Who created MBPP and when was it released?

MBPP was introduced in the paper "Program Synthesis with Large Language Models," submitted to arXiv on August 16, 2021 (arXiv:2108.07732). ^[1] The full author list includes Jacob Austin, Augustus Odena, Maxwell Nye, Maarten Bosma, Henryk Michalewski, David Dohan, Ellen Jiang, Carrie Cai, Michael Terry, Quoc Le, and Charles Sutton.
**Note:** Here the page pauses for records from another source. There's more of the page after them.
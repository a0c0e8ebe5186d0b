// Dashboard error taxonomy
use thiserror::Error;

#[derive(Debug, Clone, PartialEq, Error)]
pub enum DashboardError {
    /// Endpoint unreachable (no status code) or answered with a non-success status.
    #[error("failed to get status: {} {status_text}", status_label(.status_code))]
    Transport {
        status_code: Option<u16>,
        status_text: String,
    },

    #[error("malformed status payload: {detail}")]
    Decode { detail: String },

    #[error("invariant violated: {detail}")]
    InvariantViolation { detail: String },

    #[error("chart {chart} updated before it was created")]
    NotInitialized { chart: String },
}

fn status_label(status_code: &Option<u16>) -> String {
    status_code
        .map(|code| code.to_string())
        .unwrap_or_else(|| "-".to_string())
}

#[cfg(test)]
mod tests {
    use super::*;

    #[test]
    fn test_transport_message() {
        let err = DashboardError::Transport {
            status_code: Some(503),
            status_text: "Service Unavailable".to_string(),
        };
        assert_eq!(err.to_string(), "failed to get status: 503 Service Unavailable");

        let err = DashboardError::Transport {
            status_code: None,
            status_text: "connection refused".to_string(),
        };
        assert_eq!(err.to_string(), "failed to get status: - connection refused");
    }
}
// Domain layer - Telemetry value types, chart datasets and errors
pub mod chart;
pub mod error;
pub mod report;
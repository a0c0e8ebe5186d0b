// Infrastructure layer - External dependencies and adapters
pub mod chart_specs;
pub mod config;
pub mod status_client;
pub mod view_store;
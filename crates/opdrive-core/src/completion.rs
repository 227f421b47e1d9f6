//! Completion record type.
//!
//! One record is produced per finished operation and is immutable from
//! then on. The engine moves records to callers and callbacks verbatim;
//! it never interprets them. In particular a non-zero `code` does not
//! trigger retries or short-circuits anywhere in the engine — error
//! handling is the consumer's business.

/// Immutable outcome of one completed asynchronous operation.
///
/// `code` is transport-defined: zero means success, anything else is an
/// error or cancellation indicator. `source` and `tag` identify the peer
/// and message class for matched operations; `count` is the transferred
/// element count. Transports that have no use for a field leave it zero.
#[derive(Debug, Clone, Copy, PartialEq, Eq)]
pub struct Completion {
    /// Originating peer of the operation, if any.
    pub source: u32,
    /// Match tag of the operation, if any.
    pub tag: u32,
    /// Transport status code. Zero is success; the engine never interprets
    /// non-zero values.
    pub code: i32,
    /// Number of elements transferred.
    pub count: usize,
}

impl Completion {
    /// The all-zero record: what a null (already consumed or never
    /// started) operation completes with.
    pub const fn empty() -> Self {
        Self {
            source: 0,
            tag: 0,
            code: 0,
            count: 0,
        }
    }

    /// Success record with a payload count.
    pub const fn with_count(count: usize) -> Self {
        Self {
            source: 0,
            tag: 0,
            code: 0,
            count,
        }
    }

    /// Whether the transport reported a non-success code.
    #[inline]
    pub fn is_error(&self) -> bool {
        self.code != 0
    }
}

impl Default for Completion {
    fn default() -> Self {
        Self::empty()
    }
}
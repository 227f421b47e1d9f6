//! Operation pipeline example
//!
//! Submits delayed operations on an in-process transport and drives
//! them through every completion surface: direct handle waits, a
//! synchronous future chain, when_all fan-in, and detached callbacks.
//!
//! # Environment Variables
//!
//! Configuration:
//! - `PIPE_STAGES=<n>` - Stages in the future chain (default: 3)
//! - `PIPE_FANOUT=<n>` - Parallel operations for fan-in/detach (default: 4)
//! - `PIPE_DELAY_MS=<n>` - Simulated per-operation latency (default: 5)
//!
//! Engine (read by the global detach engine on first use):
//! - `OPDRIVE_BACKGROUND_THREAD=0|1` - Background progress thread (default: 1)
//! - `OPDRIVE_POLL_INTERVAL_US=<n>` - Park bound between passes (default: 2000)

use opdrive::{detach, shutdown_global, when_all, Completion, OpFuture, OpHandle};
use opdrive_local::LocalTransport;
use std::str::FromStr;
use std::sync::atomic::{AtomicUsize, Ordering};
use std::sync::Arc;
use std::time::{Duration, Instant};

fn env_get<T: FromStr>(name: &str, default: T) -> T {
    std::env::var(name)
        .ok()
        .and_then(|v| v.parse().ok())
        .unwrap_or(default)
}

fn record(tag: u32, count: usize) -> Completion {
    Completion {
        source: 0,
        tag,
        code: 0,
        count,
    }
}

fn main() {
    println!("=== opdrive Pipeline Example ===\n");

    let stages: u32 = env_get("PIPE_STAGES", 3);
    let fanout: usize = env_get("PIPE_FANOUT", 4);
    let delay = Duration::from_millis(env_get("PIPE_DELAY_MS", 5u64));

    println!("Configuration:");
    println!("  Chain stages: {}", stages);
    println!("  Fan-out width: {}", fanout);
    println!("  Simulated latency: {:?}", delay);
    println!();

    let transport = Arc::new(LocalTransport::new());

    single_wait(&transport, delay);
    future_chain(&transport, stages, delay);
    fan_in(&transport, fanout, delay);
    detached(&transport, fanout, delay);

    shutdown_global();
    println!("\n=== Pipeline Complete ===");
}

fn single_wait(transport: &Arc<LocalTransport>, delay: Duration) {
    println!("--- Stage 1: test then wait ---");
    let mut op = OpHandle::managed(transport.submit_after(record(1, 64), delay), transport.clone());

    match op.test() {
        Some(rec) => println!("  completed immediately: count={}", rec.count),
        None => {
            println!("  still in flight, blocking...");
            let start = Instant::now();
            let rec = op.wait();
            println!(
                "  completed after {:?}: tag={} count={}",
                start.elapsed(),
                rec.tag,
                rec.count
            );
        }
    }
}

fn future_chain(transport: &Arc<LocalTransport>, stages: u32, delay: Duration) {
    println!("\n--- Stage 2: future chain ({} stages) ---", stages);
    let start = Instant::now();

    // Each continuation runs on this thread as soon as its
    // predecessor resolves, and submits the next stage.
    let mut chain = OpFuture::new(OpHandle::managed(
        transport.submit_after(record(1, 1), delay),
        transport.clone(),
    ));
    for stage in 2..=stages {
        let transport = Arc::clone(transport);
        chain = chain.then(move |mut done| {
            println!("  stage {} finished (tag={})", stage - 1, done.get().tag);
            OpFuture::new(OpHandle::managed(
                transport.submit_after(record(stage, 1), delay),
                transport.clone(),
            ))
        });
    }
    let last = chain.get();
    println!("  stage {} finished (tag={})", stages, last.tag);
    println!(
        "  chain of {} took {:?} (at least {:?} expected)",
        stages,
        start.elapsed(),
        delay * stages
    );
}

fn fan_in(transport: &Arc<LocalTransport>, fanout: usize, delay: Duration) {
    println!("\n--- Stage 3: when_all fan-in ({} ops) ---", fanout);
    let mut futures: Vec<OpFuture> = (0..fanout)
        .map(|i| {
            OpFuture::new(OpHandle::managed(
                transport.submit_after(record(i as u32, i + 1), delay),
                transport.clone(),
            ))
        })
        .collect();

    let start = Instant::now();
    let mut all = when_all(&mut futures);
    all.wait();
    println!("  all {} completed in {:?}", fanout, start.elapsed());

    let total: usize = futures.iter_mut().map(|f| f.get().count).sum();
    println!("  total transferred count: {}", total);
}

fn detached(transport: &Arc<LocalTransport>, fanout: usize, delay: Duration) {
    println!("\n--- Stage 4: detached callbacks ---");
    let fired = Arc::new(AtomicUsize::new(0));

    for i in 0..fanout {
        let mut op = OpHandle::managed(
            transport.submit_after(record(i as u32, 1), delay),
            transport.clone(),
        );
        let fired = Arc::clone(&fired);
        detach(&mut op, move |rec| {
            println!("  callback: op tag={} landed", rec.tag);
            fired.fetch_add(1, Ordering::SeqCst);
        });
    }

    println!("  {} operations detached, main thread is free", fanout);
    let deadline = Instant::now() + Duration::from_secs(5);
    while fired.load(Ordering::SeqCst) < fanout && Instant::now() < deadline {
        std::thread::sleep(Duration::from_millis(1));
    }
    println!("  {}/{} callbacks fired", fired.load(Ordering::SeqCst), fanout);
}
All authors were affiliated with Google Research at the time of publication. ^[1]

The paper presented two benchmarks for evaluating program synthesis: MBPP and a separate dataset called MathQA-Python (containing 23,914 problems). ^[1] The central research question was whether large language models could generate correct code from natural language specifications, and how performance scaled with model size. The authors evaluated a collection of decoder-only transformer-based language models ranging from 244 million to 137 billion parameters on both benchmarks in few-shot and fine-tuning regimes. ^[1] They found that synthesis performance scales log-linearly with model size, a finding that influenced subsequent research on scaling laws for code generation.

The motivation for creating MBPP was the absence of standardized benchmarks for evaluating natural-language-to-code synthesis at the time. While prior work had explored program synthesis in constrained domains, there was no large-scale, open dataset of simple programming tasks that could serve as a practical yardstick for general-purpose language models. The authors aimed to fill that gap with a dataset broad enough to cover fundamental programming concepts yet simple enough to be solvable by entry-level programmers.

The dataset is released under the CC-BY-4.0 license and hosted in the official Google Research GitHub repository as well as on Hugging Face Datasets. ^[11]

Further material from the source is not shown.